BEGIN Input

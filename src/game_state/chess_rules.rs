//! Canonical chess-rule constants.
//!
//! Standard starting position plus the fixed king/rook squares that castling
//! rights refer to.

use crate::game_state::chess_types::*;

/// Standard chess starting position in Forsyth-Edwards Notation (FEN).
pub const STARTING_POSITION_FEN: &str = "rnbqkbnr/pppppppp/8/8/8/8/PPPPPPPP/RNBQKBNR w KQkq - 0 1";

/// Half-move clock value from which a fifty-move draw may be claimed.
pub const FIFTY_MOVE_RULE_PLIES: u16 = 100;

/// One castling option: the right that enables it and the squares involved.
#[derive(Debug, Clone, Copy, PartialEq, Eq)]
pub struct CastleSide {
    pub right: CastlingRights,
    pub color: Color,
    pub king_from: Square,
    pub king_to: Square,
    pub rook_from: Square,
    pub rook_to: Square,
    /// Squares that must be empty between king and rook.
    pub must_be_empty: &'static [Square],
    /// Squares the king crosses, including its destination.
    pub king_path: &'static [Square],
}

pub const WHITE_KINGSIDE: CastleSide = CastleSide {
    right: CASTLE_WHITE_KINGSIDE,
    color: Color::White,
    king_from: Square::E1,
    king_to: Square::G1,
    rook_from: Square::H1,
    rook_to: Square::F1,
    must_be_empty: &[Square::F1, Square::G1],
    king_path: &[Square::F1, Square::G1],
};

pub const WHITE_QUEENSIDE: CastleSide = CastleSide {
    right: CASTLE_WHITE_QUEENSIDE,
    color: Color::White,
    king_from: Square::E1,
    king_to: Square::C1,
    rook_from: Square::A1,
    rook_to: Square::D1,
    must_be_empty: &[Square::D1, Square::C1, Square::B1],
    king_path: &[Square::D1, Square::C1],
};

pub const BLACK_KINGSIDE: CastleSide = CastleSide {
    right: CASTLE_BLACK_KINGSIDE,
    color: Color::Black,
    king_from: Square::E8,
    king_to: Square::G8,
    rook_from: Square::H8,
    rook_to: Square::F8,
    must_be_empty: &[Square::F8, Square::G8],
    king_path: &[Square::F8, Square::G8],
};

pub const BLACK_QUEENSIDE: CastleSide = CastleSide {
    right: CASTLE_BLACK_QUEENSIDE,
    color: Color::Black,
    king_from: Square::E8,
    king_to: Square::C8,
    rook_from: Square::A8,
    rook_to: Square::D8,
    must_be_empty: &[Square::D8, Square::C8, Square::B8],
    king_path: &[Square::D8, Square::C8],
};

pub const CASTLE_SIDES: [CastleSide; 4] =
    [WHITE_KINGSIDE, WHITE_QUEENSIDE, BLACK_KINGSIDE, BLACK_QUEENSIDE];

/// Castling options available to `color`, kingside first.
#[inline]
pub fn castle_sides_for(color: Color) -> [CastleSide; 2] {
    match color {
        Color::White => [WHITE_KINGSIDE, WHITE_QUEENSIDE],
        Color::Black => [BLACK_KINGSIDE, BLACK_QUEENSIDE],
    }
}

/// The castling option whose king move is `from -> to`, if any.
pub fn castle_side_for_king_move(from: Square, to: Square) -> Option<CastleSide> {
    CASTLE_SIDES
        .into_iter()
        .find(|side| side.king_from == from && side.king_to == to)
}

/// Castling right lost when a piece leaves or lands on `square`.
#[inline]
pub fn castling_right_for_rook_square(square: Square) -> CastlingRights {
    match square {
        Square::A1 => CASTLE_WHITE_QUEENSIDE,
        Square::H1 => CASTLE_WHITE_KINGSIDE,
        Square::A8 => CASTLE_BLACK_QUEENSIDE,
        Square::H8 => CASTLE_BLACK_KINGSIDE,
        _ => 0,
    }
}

END Input
BEGIN Input

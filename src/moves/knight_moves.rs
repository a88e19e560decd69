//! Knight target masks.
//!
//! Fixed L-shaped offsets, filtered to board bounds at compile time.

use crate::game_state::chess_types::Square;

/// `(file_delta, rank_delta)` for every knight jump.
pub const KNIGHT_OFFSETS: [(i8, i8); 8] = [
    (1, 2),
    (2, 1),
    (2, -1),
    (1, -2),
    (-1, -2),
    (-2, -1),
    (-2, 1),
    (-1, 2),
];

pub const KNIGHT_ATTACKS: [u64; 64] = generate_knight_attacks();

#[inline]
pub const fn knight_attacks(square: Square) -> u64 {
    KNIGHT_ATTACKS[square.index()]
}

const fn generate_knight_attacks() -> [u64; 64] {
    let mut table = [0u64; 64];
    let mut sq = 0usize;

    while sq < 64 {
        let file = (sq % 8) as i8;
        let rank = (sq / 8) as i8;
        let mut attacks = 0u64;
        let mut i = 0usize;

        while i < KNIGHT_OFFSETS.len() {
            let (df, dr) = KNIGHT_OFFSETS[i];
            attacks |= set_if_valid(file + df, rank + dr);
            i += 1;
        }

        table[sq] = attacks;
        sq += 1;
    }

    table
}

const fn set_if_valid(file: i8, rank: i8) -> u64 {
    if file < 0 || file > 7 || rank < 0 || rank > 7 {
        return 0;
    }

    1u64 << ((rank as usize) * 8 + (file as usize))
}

END Input

*Exercise*
Report how many lines in the material above include "Standard", and give no other words.

*Task answer*
2